Of course, you'll likely experience battery life depending on how you use your phone. I rarely turn off settings and surf the web a lot, which is likely the main reason behind the excessive battery drain. That said, my habits haven't changed since I reviewed the Epic 4G Touch and battery life was the least of my worries with that handset. Whether or not this is a tradeoff with the faster CPU is beyond me but hopefully others have better luck than I did.
The Final Take
As the title asks, is the modest spec bump make the T-Mobile Galaxy S II the phone to get? In my personal opinion it would be a big no. But that's just in comparison to the other Galaxy S II variants available, namely the Epic 4G Touch. Don't get me wrong, though, having NFC on a phone is more important than a .3MHz CPU bump (to me) and that alone may be enough for some to choose the T-Mobile GSII over Sprint's version.

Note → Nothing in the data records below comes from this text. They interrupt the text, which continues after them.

//! Submission ordering
//!
//! Submitted batches are sorted so that urgent jobs go first and reads from
//! one file proceed by ascending offset. Between files, a [`LayoutOrder`]
//! ranks paths by where their archives sit on the medium.

use crate::job::FileJob;
use serde::{Deserialize, Serialize};
use std::cmp::Ordering;

/// One ranking rule: paths containing `pattern` get `rank`
#[derive(Debug, Clone, PartialEq, Eq, Serialize, Deserialize)]
pub struct LayoutRule {
    /// Caseless substring of the full path
    pub pattern: String,
    /// Lower ranks are read first
    pub rank: u32,
}

impl LayoutRule {
    /// Create a rule
    pub fn new(pattern: impl Into<String>, rank: u32) -> Self {
        Self {
            pattern: pattern.into(),
            rank,
        }
    }
}

/// Ordered ranking rules; the first matching rule wins
#[derive(Debug, Clone, PartialEq, Eq, Serialize, Deserialize)]
#[serde(default)]
pub struct LayoutOrder {
    /// Rules checked in order
    pub rules: Vec<LayoutRule>,
    /// Rank of paths no rule matches
    pub fallback_rank: u32,
}

impl Default for LayoutOrder {
    /// Level files and node graphs first, then the shipped content packs
    fn default() -> Self {
        Self {
            rules: vec![
                LayoutRule::new("/maps/graphs/", 1),
                LayoutRule::new("/maps/", 0),
                LayoutRule::new("/platform/zip", 2),
                LayoutRule::new("/hl2/zip", 3),
                LayoutRule::new("/episodic/zip", 4),
                LayoutRule::new("/ep2/zip", 5),
                LayoutRule::new("/tf/zip", 6),
                LayoutRule::new("/portal/zip", 7),
            ],
            fallback_rank: 8,
        }
    }
}

impl LayoutOrder {
    /// A ranking that treats every path alike
    pub const fn flat() -> Self {
        Self {
            rules: Vec::new(),
            fallback_rank: 0,
        }
    }

    /// Rank of a full path
    pub fn rank(&self, path: &str) -> u32 {
        let lowered = path.to_ascii_lowercase();
        self.rules
            .iter()
            .find(|rule| lowered.contains(&rule.pattern.to_ascii_lowercase()))
            .map_or(self.fallback_rank, |rule| rule.rank)
    }

    pub(crate) fn compare(&self, a: &FileJob, b: &FileJob) -> Ordering {
        b.priority
            .cmp(&a.priority)
            .then_with(|| self.rank(&a.path).cmp(&self.rank(&b.path)))
            .then_with(|| caseless_cmp(&a.path, &b.path))
            // paths differing only in case still need a total order
            .then_with(|| a.path.cmp(&b.path))
            .then_with(|| a.offset.cmp(&b.offset))
    }
}

fn caseless_cmp(a: &str, b: &str) -> Ordering {
    a.bytes()
        .map(|byte| byte.to_ascii_lowercase())
        .cmp(b.bytes().map(|byte| byte.to_ascii_lowercase()))
}
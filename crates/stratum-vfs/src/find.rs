//! FindFirst/FindNext enumeration across the mount list

use crate::filesystem::{FileSystem, IdFilter};
use crate::mount::{MountKind, SearchPath, StoreId};
use std::collections::{HashSet, VecDeque};
use std::sync::Arc;
use stratum_pack::path::file_name;
use stratum_pack::{Wildcard, WildcardMatch};

/// One enumerated name
#[derive(Debug, Clone, PartialEq, Eq)]
pub struct FoundEntry {
    /// Unqualified name (last path component)
    pub name: String,
    /// Whether the name is a directory
    pub is_directory: bool,
}

/// Enumeration in progress
///
/// The first call to `next` behaves as FindFirst, later calls as FindNext.
/// Each mount contributes its files before its directories; a name already
/// returned by an earlier mount is not returned again.
#[derive(Debug)]
pub struct Find<'a> {
    fs: &'a FileSystem,
    mounts: Arc<Vec<SearchPath>>,
    raw: String,
    wildcard: Wildcard,
    ids: IdFilter,
    next_mount: usize,
    pending: VecDeque<FoundEntry>,
    returned: HashSet<String>,
    visited: HashSet<StoreId>,
}

impl<'a> Find<'a> {
    pub(crate) fn new(
        fs: &'a FileSystem,
        mounts: Arc<Vec<SearchPath>>,
        wildcard: &str,
        ids: IdFilter,
    ) -> Self {
        Self {
            fs,
            mounts,
            raw: wildcard.to_string(),
            wildcard: Wildcard::parse(wildcard),
            ids,
            next_mount: 0,
            pending: VecDeque::new(),
            returned: HashSet::new(),
            visited: HashSet::new(),
        }
    }

    fn collect(&mut self, index: usize) {
        let mounts = Arc::clone(&self.mounts);
        let mount = &mounts[index];
        if !self.fs.admits(self.ids, mount) || !self.visited.insert(mount.store_id) {
            return;
        }

        let (directories, files) = match &mount.kind {
            MountKind::Loose => self.list_directory(mount),
            // archives only answer enumeration of the level pack
            MountKind::Archive(archive) if matches!(self.ids, IdFilter::MapPack(_)) => {
                archive.file_and_dir_lists(&self.raw)
            }
            MountKind::Archive(_) => return,
            MountKind::PackedStore(store) => store.file_and_dir_lists(&self.raw),
        };

        let files = files.into_iter().map(|name| (name, false));
        let directories = directories.into_iter().map(|name| (name, true));
        for (name, is_directory) in files.chain(directories) {
            let short = file_name(name.trim_end_matches('/')).to_string();
            let mut key = short.to_ascii_lowercase();
            if is_directory {
                key.push('/');
            }
            if self.returned.insert(key) {
                self.pending.push_back(FoundEntry {
                    name: short,
                    is_directory,
                });
            }
        }
    }

    fn list_directory(&self, mount: &SearchPath) -> (Vec<String>, Vec<String>) {
        let mut directories = Vec::new();
        let mut files = Vec::new();
        let Some(base) = self.fs.path_name(mount.path) else {
            return (directories, files);
        };
        let Ok(listing) = std::fs::read_dir(format!("{base}{}", self.wildcard.directory())) else {
            return (directories, files);
        };

        for entry in listing.flatten() {
            let Ok(file_type) = entry.file_type() else {
                continue;
            };
            let candidate = format!(
                "{}{}",
                self.wildcard.directory(),
                entry.file_name().to_string_lossy()
            );
            // a directory's own name is matched as if it were a file
            if !matches!(self.wildcard.matches(&candidate), Some(WildcardMatch::File(_))) {
                continue;
            }
            if file_type.is_dir() {
                directories.push(candidate);
            } else {
                files.push(candidate);
            }
        }

        directories.sort();
        files.sort();
        (directories, files)
    }
}

impl Iterator for Find<'_> {
    type Item = FoundEntry;

    fn next(&mut self) -> Option<FoundEntry> {
        loop {
            if let Some(found) = self.pending.pop_front() {
                return Some(found);
            }
            if self.next_mount >= self.mounts.len() {
                return None;
            }
            let index = self.next_mount;
            self.next_mount += 1;
            self.collect(index);
        }
    }
}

This is the 3rd Galaxy S II I have reviewed and since they are essentially all the same phone one would imagine the experience would remain virtually in tact. This is true for the most part but of the three GSII I've used as a primary phone, this particular version is my least favorite. From it's slightly tweaked design that feels cheaper in the hand to little things like non-removable T-Mobile apps and bookmarks you'll never use, Magenta should have toned down it's touch a bit. My complaints stem from seeing the differences between the three I have used and this particular model differs the most. In good and bad ways.
That said, as a whole, just like every other version we have touched, the Galaxy S II is awesome. Despite my annoyances I've had with this particular handset, the Galaxy S II is currently my favorite phone on the market and I'd be rocking one right now if a certain other handset from Samsung wasn't right around the corner. The T-Mobile Galaxy S II needs some more optimizations for battery life and hopefully we'll see some sort of bug-squashing update in the near future.
If someone was to ask me to suggest a new phone on T-Mobile today, I would point them to this phone, with the Amaze 4G in a close second. Now, whether or not you should pay what T-Mobile is selling the Galaxy S II for is a whole other question but if you're due for an upgrade, the Galaxy S II may be exactly what you're looking for.